Friday, October 31, 2014

Adventures With BeeGee Hot Sauce

Jarrett Morgan | | | |

My First Attempt to Make Hot Sauce

Not too long ago, I decided to try my hand at making my own hot sauce.  I was partially inspired by two sources to finally diving into making my own food.  The first, most of the best hikers and backpackers dehydrate their own food, which gives a lot more options for eating on the trail.  The second source was a podcast on Science Friday where culinary scientist Dr.

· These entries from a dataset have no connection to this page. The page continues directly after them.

// Snapshot tests: lock the effective tree and emitted patches of small
// documents to detect unintended changes in expansion output.
//
// Uses the library API (from_serialized → expand → update) and snapshots the
// rendered tree or the Display form of each patch. Snapshots are inline and
// managed by `insta`.
//
// Run `cargo insta review` after intentional output changes to update baselines.

use cexp::serialized::SerializedComponent;
use cexp::value::Value;
use cexp::{Document, EngineOptions, ExpansionReport};

fn number(name: &str, v: f64) -> SerializedComponent {
    SerializedComponent::new("number")
        .with_identifier(name)
        .with_state("value", Value::Number(v))
}

fn copy_of(name: &str, target: &str) -> SerializedComponent {
    SerializedComponent::new("copy")
        .with_identifier(name)
        .with_attribute("target", Value::Text(target.into()))
}

fn point(name: &str, xs: &[f64]) -> SerializedComponent {
    SerializedComponent::new("point")
        .with_identifier(name)
        .with_attribute("xs", Value::List(xs.iter().map(|&x| Value::Number(x)).collect()))
}

fn expanded(children: Vec<SerializedComponent>) -> Document {
    let mut root = SerializedComponent::new("document");
    root.children = children;
    let mut doc = Document::from_serialized(root, EngineOptions::default()).unwrap();
    doc.expand().unwrap();
    doc
}

/// One line per patch, prefixed with the composite that emitted it.
fn patch_lines(report: &ExpansionReport) -> String {
    let mut out = String::new();
    for c in &report.changes {
        for change in &c.changes {
            out.push_str(&format!("{}: {}\n", c.identifier, change));
        }
    }
    out
}

#[test]
fn snapshot_linked_copy_tree() {
    let doc = expanded(vec![number("n1", 3.0), copy_of("c1", "n1")]);
    insta::assert_snapshot!(doc.effective_tree(), @r"
    document
      number n1 = 3
      number c1:n1 = 3 <- #1
    ");
}

#[test]
fn snapshot_sequence_tree() {
    let seq = SerializedComponent::new("sequence")
        .with_identifier("s")
        .with_attribute("from", Value::Number(2.0))
        .with_attribute("length", Value::Number(3.0));
    let doc = expanded(vec![seq]);
    insta::assert_snapshot!(doc.effective_tree(), @r"
    document
      number s:1 = 2
      number s:2 = 3
      number s:3 = 4
    ");
}

#[test]
fn snapshot_cycle_placeholders() {
    let doc = expanded(vec![copy_of("c1", "c2"), copy_of("c2", "c1")]);
    insta::assert_snapshot!(doc.effective_tree(), @r"
    document
      _error c1:error = Circular dependency: <copy> c1 refers to 'c2'
      _error c2:error = Circular dependency: <copy> c2 refers to 'c1'
    ");
}

#[test]
fn snapshot_extract_cascade_patches() {
    let ex = SerializedComponent::new("extract")
        .with_identifier("ex")
        .with_attribute("prop", Value::Text("coords".into()))
        .with_child(point("A", &[1.0, 2.0]))
        .with_child(point("B", &[3.0]))
        .with_child(point("C", &[4.0, 5.0]));
    let mut doc = expanded(vec![ex]);
    insta::assert_snapshot!(patch_lines(doc.report()), @"ex: add @0 replace 0 with [math ex:A, math ex:A_1, math ex:B, math ex:C, math ex:C_1]");

    let b = doc.lookup("B").unwrap();
    doc.request_update(
        b,
        "xs",
        Value::List(vec![Value::Number(3.0), Value::Number(6.0)]),
    )
    .unwrap();
    let report = doc.update().unwrap();
    insta::assert_snapshot!(patch_lines(&report), @"ex: add @2 replace 3 with [math ex:B, math ex:B_1, math ex:C, math ex:C_1]");
}

#[test]
fn snapshot_sequence_state_patches() {
    let seq = SerializedComponent::new("sequence")
        .with_identifier("s")
        .with_attribute("from", copy_of("f", "n1"))
        .with_attribute("length", Value::Number(3.0));
    let mut doc = expanded(vec![number("n1", 3.0), seq]);
    let n1 = doc.lookup("n1").unwrap();
    doc.request_update(n1, "value", Value::Number(5.0)).unwrap();
    let report = doc.update().unwrap();
    // n1 #1, s #2, f #3, f's replica #4, entries #5..#7
    insta::assert_snapshot!(patch_lines(&report), @r"
    s: update #5 {value=5}
    s: update #6 {value=6}
    s: update #7 {value=7}
    ");
}

#[test]
fn snapshot_withhold_json() {
    let seq = SerializedComponent::new("sequence").with_identifier("s").with_attribute(
        "length",
        number("len", 4.0),
    );
    let mut doc = expanded(vec![seq]);
    let s = doc.lookup("s").unwrap();
    let len = doc.lookup("len").unwrap();
    doc.request_update(len, "value", Value::Number(2.0)).unwrap();
    let report = doc.update().unwrap();
    insta::assert_json_snapshot!(report.changes_for(s), @r#"
    [
      {
        "changeType": "changeReplacementsToWithhold",
        "replacementsToWithhold": 2
      }
    ]
    "#);
}
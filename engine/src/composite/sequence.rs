// composite/sequence.rs — <sequence from to step length type>
//
// One unlinked replacement per entry of the `values` array variable. Entry
// `i` keeps its identity across recomputations, so value changes patch the
// existing replacement's state and shrinking withholds the tail instead of
// deleting it.

use crate::diag::{codes, Diagnostic};
use crate::document::Document;
use crate::error::Result;
use crate::id::{ComponentIdx, SourceIdentity};
use crate::registry;
use crate::serialized::SerializedComponent;
use crate::state::{Dependency, DependencySet};
use crate::value::format_number;

use super::{Batches, SourceBatch};

pub fn declared_dependencies() -> DependencySet {
    let own = ["from", "to", "step", "length", "type"]
        .into_iter()
        .map(|v| (v.to_string(), Dependency::Own { var: v.to_string() }));
    let attrs = ["createComponentOfType", "numComponents"]
        .into_iter()
        .map(|n| (n.to_string(), Dependency::Attribute { name: n.to_string() }));
    own.chain(attrs).collect()
}

/// Replacement type for a sequence `type`; unknown types count as numbers.
fn entry_type(kind: &str) -> &'static str {
    match kind {
        "letters" => "text",
        "math" => "math",
        _ => "number",
    }
}

pub fn batches(doc: &Document, idx: ComponentIdx, uid: &str) -> Result<Batches> {
    let n = doc
        .state_value(idx, "length")?
        .as_number()
        .filter(|n| n.is_finite() && *n > 0.0)
        .map_or(0, |n| n as usize);
    let t = entry_type(&doc.state_value(idx, "type")?.to_text());

    let mut out = Batches::default();
    let max = doc.options().max_sequence_length;
    if let Some(requested) = doc.state_value(idx, "requestedLength")?.as_number() {
        if requested > max as f64 {
            out.diagnostics.push(
                Diagnostic::warning(format!(
                    "<sequence> {} asks for {} entries, only the first {} are produced",
                    uid,
                    format_number(requested),
                    max
                ))
                .with_code(codes::W0305)
                .with_hint("raise maxSequenceLength to allow longer sequences")
                .at(idx),
            );
        }
    }
    for i in 0..n {
        let value = doc.state_value(idx, &format!("values[{}]", i))?;
        let mut batch = SourceBatch::new(SourceIdentity::Index(i));
        batch.compare_state = true;
        batch.replacements.push(
            SerializedComponent::new(t)
                .with_identifier(format!("{}:{}", uid, i + 1))
                .with_state("value", registry::coerce_essential(t, "value", value)),
        );
        out.sources.push(batch);
    }
    Ok(out)
}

Ali Bouzari discusses how to make hot sauce.  My plan is to eventually develop a tasty vinegar based hot sauce that I can take out on the trails to improve my eats just a little.     

The “Hot” Sauce

The first sauce I attempted to make was of the hot variety and I started the process on October 15.   For this sauce, I bought serrano peppers, habanero peppers, and Chile de arbol peppers.  Next, I roasted the peppers using the broil (500 F) setting for 15 minutes and then flipped the peppers and roasted for 10 more minutes.  Roasting peppers is supposed to create a rich, smoky flavor.  After the roasting was complete, I pulled all the stems off the peppers and tossed everything in the blender.  I had 5.6 oz of serrano peppers, 1 oz of Chile de arbol, and 2 oz of habanero peppers (all peppers were weighed after roasting).

With all the peppers in the blender, I attempted to make a purée.  This mostly failed and I ruined a large plastic spoon trying to mash the peppers down into the blender.  After, the peppers were blended as fine as possible (this took about 15 minutes of mashing with a spoon and stirring); I added 2 tablespoons of salt.  Once it was all blended, the “purée” was transferred to a glass mason jar.  Finally, the hot sauce was left on my kitchen counter to ferment for a little over 24 hours with the lid placed on loosely.  I let BeeGee sniff the purée, she actually likes a little bit of spice, and she decided she was brave enough to taste a little.  Her thoughts on the sauce seemed mixed.
 
The "puréed" peppers and salt in a glass jar
The "puréed" peppers and salt in a glass jar


After fermenting for around 27 hrs, 12 oz of white wine cooking vinegar was stirred into the glass jar.  The mix was then aged until October 25th, which was over a week (other hot sauces are aged up to 3 years).  On the 25th, the hot sauce was bottled.  First, the mixture was puréed once more for 1 min.  Then the mix was slowly filtered through fine mesh strainer, which took around 3 hrs.  The filtered liquid was then poured into a 5 oz Woozy bottle with a dasher top.
 
The pepper puree and white wine vinegar left to age on the kitchen counter
The pepper puree and white wine vinegar left to age


The Review

I tasted the vinegar mix every day to try to get a sense of the aging process.  The sauce was pretty spicy as it aged, but after it was bottled, it was only mild.  In addition, I feel the flavor is a little too vinegary, and lacks a complex flavor.  My first batch of hot sauce turned out to be mediocre.

my ok-ish first batch of hot sauce
The final product: my ok-ish first batch of hot sauce


What I learned

The good news is Linda came home and pointed out the obvious food processor sitting on the counter.  Making sure the peppers are puréed initially is key to making sure the complex flavor of roasted peppers is transferred to the final product.  In addition, I plan to add garlic to increase the flavor on my next batch.